Robert Kiyosaki, author of Luxurious Dad Destitute Dad, told his 2.8 million followers on X that he is not selling his Bitcoin or gold despite the steep decline.
“The bubbles of everything are bursting,” he said he said in a Saturday post, adding that the real reason markets are falling is a global cash shortage. “The reason all markets are crashing is because the world needs cash,” he added.
Kiyosaki said he expects what he calls “the big print,” citing Lawrence Lepard’s thesis that governments will resort to massive money creation to cover the growing debt burden.
“A bug printing is about to begin… that will make gold, silver, Bitcoin and Ethereum more valuable… as fake money collapses,” he said. He advised those who actually need cash to consider selling some assets, saying much of the panic is driven by the need for liquidity rather than conviction.
Related: Bitcoin ETFs bled $866 million on second worst day on record, but some analysts still bullish
Kiyosaki says he will buy more Bitcoin after the crash
Further on postKiyosaki doubled down on his long-term stance. “I will buy more Bitcoin when the crisis is over,” he said, reminding supporters of Bitcoin’s (BTC) $21 million supply limit.

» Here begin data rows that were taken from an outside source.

//! Constant / enumeration extractor: walks the `#Constants_section`
//! container as positional parallel lists (the i-th abstract, declaration,
//! and term-definition block belong together).
//!
//! A declaration beginning with `struct` / `typedef struct` belongs to the
//! struct extractor and is excluded from constant processing entirely.
//! Otherwise the trailing identifier after the closing brace decides the
//! shape: present means a named enumeration grouping, absent means loose
//! top-level constants. The presence test is a heuristic on the raw
//! declaration text; a C declaration that omits its trailing alias will be
//! read as loose constants.
//!
//! Name/description pairing is strictly positional and bounded by the
//! shorter list; extra names are dropped without a warning.

use crate::pipeline::docref::collapse_lines;
use crate::pipeline::dom::{collect_text, direct_children, SectionState};
use crate::pipeline::structs::extract_structs_in;
use crate::symbol::{ConstantMember, EnumerationBlock, StructDecl};
use once_cell::sync::Lazy;
use regex::Regex;
use scraper::{Html, Selector};
use tracing::debug;

static CONSTANTS_SECTION: Lazy<Selector> =
    Lazy::new(|| Selector::parse("div#Constants_section").unwrap());

/// Trailing type-alias identifier after the closing brace, e.g. the
/// `NSComparisonResult` of `} NSComparisonResult;`.
static TRAILING_ALIAS: Lazy<Regex> = Lazy::new(|| Regex::new(r"(?m)\}\s*(\S+);\s*$").unwrap());

static STRUCT_DECL: Lazy<Regex> = Lazy::new(|| Regex::new(r"^(?:typedef\s+)?struct").unwrap());

/// Everything extracted from the constants sections of one page.
#[derive(Debug, Default)]
pub struct ConstantsOutput {
    pub constants: Vec<EnumerationBlock>,
    pub structs: Vec<StructDecl>,
}

/// Extract constants, enumeration groupings, and delegated struct blocks
/// from every `#Constants_section` on the page.
pub fn extract_constants(doc: &Html) -> ConstantsOutput {
    let mut out = ConstantsOutput::default();
    for section in doc.select(&CONSTANTS_SECTION) {
        let abstracts = direct_children(section, "p", &["abstract"]);
        let declarations = direct_children(section, "pre", &["declaration"]);
        let termdefs = direct_children(section, "dl", &["termdef"]);

        // One consumed-marker set and one description counter per section;
        // repeated struct delegation within the section must not re-emit.
        let mut state = SectionState::new();

        for (i, termdef) in termdefs.iter().enumerate() {
            let Some(declaration) = declarations.get(i) else {
                debug!("constants block {i} has no matching declaration, stopping");
                break;
            };
            let decl = collect_text(*declaration).trim().to_string();

            if STRUCT_DECL.is_match(&decl) {
                out.structs.extend(extract_structs_in(section, &mut state));
                continue;
            }

            let name = TRAILING_ALIAS
                .captures(&decl)
                .and_then(|c| c.get(1))
                .map(|m| m.as_str().to_string());
            let doc_text = abstracts
                .get(i)
                .map(|a| collapse_lines(&collect_text(*a)))
                .unwrap_or_default();

            let names = direct_children(*termdef, "dt", &[]);
            let descriptions = direct_children(*termdef, "dd", &[]);
            let members: Vec<ConstantMember> = names
                .iter()
                .zip(descriptions.iter())
                .map(|(dt, dd)| ConstantMember {
                    name: collect_text(*dt).trim().to_string(),
                    doc: capitalize_first(&collapse_lines(&collect_text(*dd))),
                })
                .collect();

            out.constants.push(EnumerationBlock {
                name,
                doc: doc_text,
                members,
            });
        }
    }
    out
}

/// Upper-case the first letter only; the rest of the description is left
/// untouched so acronyms survive.
fn capitalize_first(s: &str) -> String {
    let mut chars = s.chars();
    match chars.next() {
        Some(c) => c.to_uppercase().collect::<String>() + chars.as_str(),
        None => String::new(),
    }
}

He also encouraged users to create “Cashflow Clubs” built around his board game, claiming that learning together helps people avoid mistakes.

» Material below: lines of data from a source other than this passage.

//! Property extractor: `div.api.propertyObjC` declaration nodes.
//!
//! The markup nests the authoritative declaration inside a second
//! `div.declaration`; when the nested one is absent the outer text is used.
//! A declaration with no trailing identifier is malformed and skipped;
//! one bad property never aborts the page.

use crate::pipeline::docref::extract_docref;
use crate::pipeline::dom::first_text;
use crate::pipeline::types::normalize_type;
use crate::symbol::Property;
use once_cell::sync::Lazy;
use regex::Regex;
use scraper::{Html, Selector};
use tracing::debug;

static PROPERTY_NODE: Lazy<Selector> =
    Lazy::new(|| Selector::parse("div.api.propertyObjC").unwrap());
static DECLARATION: Lazy<Selector> = Lazy::new(|| Selector::parse("div.declaration").unwrap());
static NESTED_DECLARATION: Lazy<Selector> =
    Lazy::new(|| Selector::parse("div.declaration div.declaration").unwrap());

/// `@property` keyword with its optional attribute list, e.g.
/// `@property(nonatomic, readonly)`.
static ATTRIBUTE_BOILERPLATE: Lazy<Regex> =
    Lazy::new(|| Regex::new(r"@property\s*(\([^)]*\))?").unwrap());

/// Trailing identifier of the declaration: the property name. Everything
/// before it is the raw declared type.
static TRAILING_IDENT: Lazy<Regex> = Lazy::new(|| Regex::new(r"(\w+);?\s*$").unwrap());

/// Extract every property declaration on the page, in document order.
pub fn extract_properties(doc: &Html) -> Vec<Property> {
    let mut out = Vec::new();
    for node in doc.select(&PROPERTY_NODE) {
        let decl = first_text(node, &NESTED_DECLARATION)
            .filter(|t| !t.is_empty())
            .or_else(|| first_text(node, &DECLARATION))
            .unwrap_or_default();

        let readonly = decl.contains("readonly");
        let decl = ATTRIBUTE_BOILERPLATE.replace(&decl, "");

        let Some(caps) = TRAILING_IDENT.captures(&decl) else {
            debug!("skipping property with unparseable declaration: {:?}", decl.trim());
            continue;
        };
        let (Some(whole), Some(ident)) = (caps.get(0), caps.get(1)) else {
            continue;
        };
        let raw_type = &decl[..whole.start()];

        out.push(Property {
            name: ident.as_str().to_string(),
            ty: normalize_type(raw_type),
            readonly,
            doc: extract_docref(node),
        });
    }
    out
}
//! Error types for the apiref2stub library.
//!
//! Per-page degradation is not an error: a page with an unrecognized title,
//! a missing superclass row, or a malformed declaration simply yields no
//! stub (or drops the one member), and the batch moves on. [`StubgenError`]
//! covers only the failures that stop a batch from making sense at all,
//! which are filesystem and renderer-process failures.

use std::path::PathBuf;
use std::process::ExitStatus;
use thiserror::Error;

/// All fatal errors returned by the apiref2stub library.
///
/// Malformed page content never surfaces here; see the module docs.
#[derive(Debug, Error)]
pub enum StubgenError {
    // ── Input errors ──────────────────────────────────────────────────────
    /// An input HTML file could not be read.
    #[error("Failed to read input file '{path}': {source}")]
    ReadInput {
        path: PathBuf,
        #[source]
        source: std::io::Error,
    },

    /// A directory input expanded into an invalid glob pattern
    /// (a path containing glob metacharacters the pattern parser rejects).
    #[error("Failed to expand input directory '{path}': {source}")]
    InputPattern {
        path: PathBuf,
        #[source]
        source: glob::PatternError,
    },

    // ── Scratch / output errors ───────────────────────────────────────────
    /// The scratch stub directory could not be cleared and recreated.
    #[error("Failed to reset scratch directory '{path}': {source}")]
    ScratchDir {
        path: PathBuf,
        #[source]
        source: std::io::Error,
    },

    /// A stub file could not be written into the scratch directory.
    #[error("Failed to write stub file '{path}': {source}")]
    WriteStub {
        path: PathBuf,
        #[source]
        source: std::io::Error,
    },

    /// The rendered docset could not be moved to its destination.
    #[error("Failed to move rendered output '{from}' to '{to}': {source}")]
    RelocateOutput {
        from: PathBuf,
        to: PathBuf,
        #[source]
        source: std::io::Error,
    },

    // ── Renderer errors ───────────────────────────────────────────────────
    /// The external documentation renderer could not be started.
    #[error("Failed to run renderer '{renderer}': {source}\nCheck it is installed and on PATH.")]
    RendererSpawn {
        renderer: String,
        #[source]
        source: std::io::Error,
    },

    /// The external documentation renderer ran but exited non-zero.
    #[error("Renderer '{renderer}' failed with {status}")]
    RendererFailed {
        renderer: String,
        status: ExitStatus,
    },

    // ── Title-rewrite errors ──────────────────────────────────────────────
    /// A rendered file could not be rewritten in place during the
    /// title-relabel utility. A *missing* file is a warning, not this.
    #[error("Failed to rewrite '{path}': {source}")]
    RewriteFailed {
        path: PathBuf,
        #[source]
        source: std::io::Error,
    },
}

Meanwhile, cryptocurrency influencer Mister Crypto excellent that Bitcoin’s fear and greed index has dropped to 16, entering “extreme fear” territory, which has historically been seen as a potential buying zone.

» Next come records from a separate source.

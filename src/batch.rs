//! Batch driver: expand inputs, stub every page, hand the scratch tree to
//! the external renderer, relocate its output.
//!
//! The pipeline is a single-threaded batch transform. Each document is read,
//! stubbed, and written before the next begins; documents share no state, so
//! processing order only affects stub file numbering. Content-level problems
//! (unrecognized pages, malformed declarations) never abort the batch; only
//! filesystem and renderer-process failures do.

use crate::config::BatchConfig;
use crate::error::StubgenError;
use crate::page::generate_stub;
use once_cell::sync::Lazy;
use regex::{NoExpand, Regex};
use serde::Serialize;
use std::fs;
use std::path::{Path, PathBuf};
use std::process::Command;
use tracing::{debug, info, warn};

/// Marker line the downstream renderer expects at the top of every stub.
const ENCODING_MARKER: &str = "# -*- coding: utf-8 -*-\n";

/// The label the renderer prints for the top-level module listing; the
/// retitle utility replaces it with a caller-supplied title.
static MODULE_LABEL: Lazy<Regex> = Lazy::new(|| Regex::new(r"\s*Module:").unwrap());

/// Outcome counters for one batch run.
#[derive(Debug, Clone, Copy, Serialize)]
pub struct BatchStats {
    /// Input files found after directory expansion.
    pub total_inputs: usize,
    /// Stub files written into the scratch directory.
    pub written: usize,
    /// Documents that yielded no stub.
    pub skipped: usize,
}

/// Run one batch: stub every input page, then render and relocate the
/// docset unless [`BatchConfig::stubs_only`] is set.
pub fn run_batch(config: &BatchConfig) -> Result<BatchStats, StubgenError> {
    let inputs = expand_inputs(&config.inputs)?;
    info!("Processing {} input files", inputs.len());

    reset_scratch_dir(&config.scratch_dir)?;

    if let Some(cb) = &config.progress_callback {
        cb.on_batch_start(inputs.len());
    }

    let mut written = 0usize;
    let mut skipped = 0usize;
    for input in &inputs {
        let html = fs::read_to_string(input).map_err(|source| StubgenError::ReadInput {
            path: input.clone(),
            source,
        })?;

        match generate_stub(&html) {
            Some(stub) => {
                let path = config.scratch_dir.join(format!("t{written}.rb"));
                let mut contents = String::with_capacity(ENCODING_MARKER.len() + stub.len());
                contents.push_str(ENCODING_MARKER);
                contents.push_str(&stub);
                fs::write(&path, &contents).map_err(|source| StubgenError::WriteStub {
                    path: path.clone(),
                    source,
                })?;
                written += 1;
                if let Some(cb) = &config.progress_callback {
                    cb.on_page_done(input, stub.len());
                }
            }
            None => {
                debug!("no stub produced for {}", input.display());
                skipped += 1;
                if let Some(cb) = &config.progress_callback {
                    cb.on_page_skipped(input);
                }
            }
        }
    }

    if let Some(cb) = &config.progress_callback {
        cb.on_batch_complete(written, skipped);
    }
    info!("Wrote {written} stub files, skipped {skipped} documents");

    if !config.stubs_only {
        invoke_renderer(config)?;
    }

    Ok(BatchStats {
        total_inputs: inputs.len(),
        written,
        skipped,
    })
}

/// Expand the configured inputs: directories recurse to every `.html` file
/// under them, plain files pass through untouched.
fn expand_inputs(paths: &[PathBuf]) -> Result<Vec<PathBuf>, StubgenError> {
    let mut out = Vec::new();
    for path in paths {
        if path.is_dir() {
            let pattern = path.join("**/*.html");
            let matches = glob::glob(&pattern.to_string_lossy()).map_err(|source| {
                StubgenError::InputPattern {
                    path: path.clone(),
                    source,
                }
            })?;
            for entry in matches {
                match entry {
                    Ok(file) => out.push(file),
                    Err(e) => warn!("skipping unreadable path under {}: {e}", path.display()),
                }
            }
        } else {
            out.push(path.clone());
        }
    }
    Ok(out)
}

/// Clear and recreate the scratch directory. Runs once per batch so stale
/// stubs from a previous run never leak into the renderer's input.
fn reset_scratch_dir(dir: &Path) -> Result<(), StubgenError> {
    if dir.exists() {
        fs::remove_dir_all(dir).map_err(|source| StubgenError::ScratchDir {
            path: dir.to_path_buf(),
            source,
        })?;
    }
    fs::create_dir_all(dir).map_err(|source| StubgenError::ScratchDir {
        path: dir.to_path_buf(),
        source,
    })
}

/// Run the external renderer over the scratch tree, then move its `doc`
/// output directory to the configured destination.
fn invoke_renderer(config: &BatchConfig) -> Result<(), StubgenError> {
    info!("Running renderer: {} doc {}", config.renderer, config.scratch_dir.display());
    let status = Command::new(&config.renderer)
        .arg("doc")
        .arg(&config.scratch_dir)
        .status()
        .map_err(|source| StubgenError::RendererSpawn {
            renderer: config.renderer.clone(),
            source,
        })?;
    if !status.success() {
        return Err(StubgenError::RendererFailed {
            renderer: config.renderer.clone(),
            status,
        });
    }

    // The renderer writes into ./doc relative to the working directory.
    let rendered = PathBuf::from("doc");
    fs::rename(&rendered, &config.output).map_err(|source| StubgenError::RelocateOutput {
        from: rendered,
        to: config.output.clone(),
        source,
    })
}

/// Rewrite the renderer's "Module:" label in an already-rendered file to a
/// caller-supplied title. A missing target file is a warning and a no-op,
/// never an error; returns whether the file was rewritten.
pub fn rewrite_module_title(path: &Path, new_title: &str) -> Result<bool, StubgenError> {
    if !path.exists() {
        warn!("File does not exist: {}", path.display());
        return Ok(false);
    }
    let data = fs::read_to_string(path).map_err(|source| StubgenError::RewriteFailed {
        path: path.to_path_buf(),
        source,
    })?;
    let replaced = MODULE_LABEL.replace_all(&data, NoExpand(&format!("{new_title}:")));
    fs::write(path, replaced.as_bytes()).map_err(|source| StubgenError::RewriteFailed {
        path: path.to_path_buf(),
        source,
    })?;
    Ok(true)
}
//! Shared DOM traversal helpers over `scraper`.
//!
//! The source markup leans heavily on *positional sibling lists*: the i-th
//! `<h3>` heading pairs with the i-th `<p class="abstract">` and the i-th
//! `<pre class="declaration">` under the same parent. CSS selectors cannot
//! express the parent/sibling axes the upstream layout assumes, so the
//! extractors collect direct-child element lists here and index into them.
//!
//! The upstream generator unlinked DOM nodes mid-traversal to stop a second
//! pass from re-emitting consumed struct headings. The document tree here is
//! immutable; [`SectionState`] carries the consumed-marker set (and the flat
//! positional description counter the struct extractor shares across blocks)
//! alongside it instead.

use ego_tree::NodeId;
use scraper::{ElementRef, Selector};
use std::collections::HashSet;

/// Concatenated descendant text of an element.
pub(crate) fn collect_text(el: ElementRef<'_>) -> String {
    el.text().collect()
}

/// Text of the first selector match under `scope`, if any.
pub(crate) fn first_text(scope: ElementRef<'_>, selector: &Selector) -> Option<String> {
    scope.select(selector).next().map(collect_text)
}

/// True when the element carries every class in `required`.
pub(crate) fn has_classes(el: ElementRef<'_>, required: &[&str]) -> bool {
    required
        .iter()
        .all(|c| el.value().classes().any(|k| k == *c))
}

/// Direct child elements of `scope`, skipping text and comment nodes.
pub(crate) fn child_elements<'a>(
    scope: ElementRef<'a>,
) -> impl Iterator<Item = ElementRef<'a>> {
    scope.children().filter_map(ElementRef::wrap)
}

/// Direct children matching a tag name and class set, in document order.
/// This is the positional-sibling-list primitive described above.
pub(crate) fn direct_children<'a>(
    scope: ElementRef<'a>,
    tag: &str,
    classes: &[&str],
) -> Vec<ElementRef<'a>> {
    child_elements(scope)
        .filter(|el| el.value().name() == tag && has_classes(*el, classes))
        .collect()
}

/// Descendant text of `scope`, excluding any subtree whose root element
/// carries `excluded_class`. Used to drop inline code samples from
/// discussion prose without mutating the tree.
pub(crate) fn text_excluding(scope: ElementRef<'_>, excluded_class: &str) -> String {
    let mut out = String::new();
    for node in scope.descendants() {
        let Some(text) = node.value().as_text() else {
            continue;
        };
        let excluded = node
            .ancestors()
            .take_while(|a| a.id() != scope.id())
            .filter_map(ElementRef::wrap)
            .any(|el| el.value().classes().any(|c| c == excluded_class));
        if !excluded {
            out.push_str(&text.text);
        }
    }
    out
}

/// Traversal state scoped to one constants / data-types section.
///
/// `consumed` replaces the upstream node-unlinking trick: a heading marker
/// processed (or deliberately skipped) once is never revisited, so invoking
/// the struct extractor a second time over the same subtree emits nothing.
/// `member_pos` is the running index into the section's flat description
/// list; it is shared across every struct block in the section and never
/// resets mid-section.
#[derive(Debug, Default)]
pub(crate) struct SectionState {
    pub(crate) consumed: HashSet<NodeId>,
    pub(crate) member_pos: usize,
}

impl SectionState {
    pub(crate) fn new() -> Self {
        Self::default()
    }
}

#[cfg(test)]
mod tests {
    use super::*;
    use once_cell::sync::Lazy;
    use scraper::Html;

    static DIV: Lazy<Selector> = Lazy::new(|| Selector::parse("div.outer").unwrap());

    #[test]
    fn text_excluding_drops_tagged_subtree() {
        let html = Html::parse_fragment(
            r#"<div class="outer">keep <div class="codesample clear"><code>drop()</code></div> tail</div>"#,
        );
        let el = html.select(&DIV).next().unwrap();
        assert_eq!(text_excluding(el, "codesample"), "keep  tail");
    }

    #[test]
    fn direct_children_filters_tag_and_classes() {
        let html = Html::parse_fragment(
            r#"<div class="outer"><p class="abstract">a</p><p>b</p><span class="abstract">c</span><p class="abstract">d</p></div>"#,
        );
        let el = html.select(&DIV).next().unwrap();
        let found = direct_children(el, "p", &["abstract"]);
        let texts: Vec<String> = found.into_iter().map(collect_text).collect();
        assert_eq!(texts, vec!["a", "d"]);
    }

    #[test]
    fn direct_children_ignores_nested_matches() {
        let html = Html::parse_fragment(
            r#"<div class="outer"><div><p class="abstract">nested</p></div></div>"#,
        );
        let el = html.select(&DIV).next().unwrap();
        assert!(direct_children(el, "p", &["abstract"]).is_empty());
    }

    #[test]
    fn section_state_tracks_consumed_ids() {
        let html = Html::parse_fragment(r#"<div class="outer"><h3>S</h3></div>"#);
        let el = html.select(&DIV).next().unwrap();
        let h3 = child_elements(el).next().unwrap();
        let mut state = SectionState::new();
        assert!(state.consumed.insert(h3.id()));
        assert!(!state.consumed.insert(h3.id()));
    }
}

Related: The cryptocurrency market sentiment index fell to its lowest level since February
Santiment warns that Bitcoin is at an all-time low
As Cointelegraph reports, Santiment is urging traders to be cautious as social media fills with claims that Bitcoin has already bottomed out. The analyst firm said widespread confidence in the trading floor often precedes further declines, noting that Bitcoin’s brief dip below $95,000 on Friday sparked a wave of posts suggesting the worst is over.
Historically, Santiment says, bottoms tend to form when most traders expect prices to fall even lower, not when they are calling for a rebound.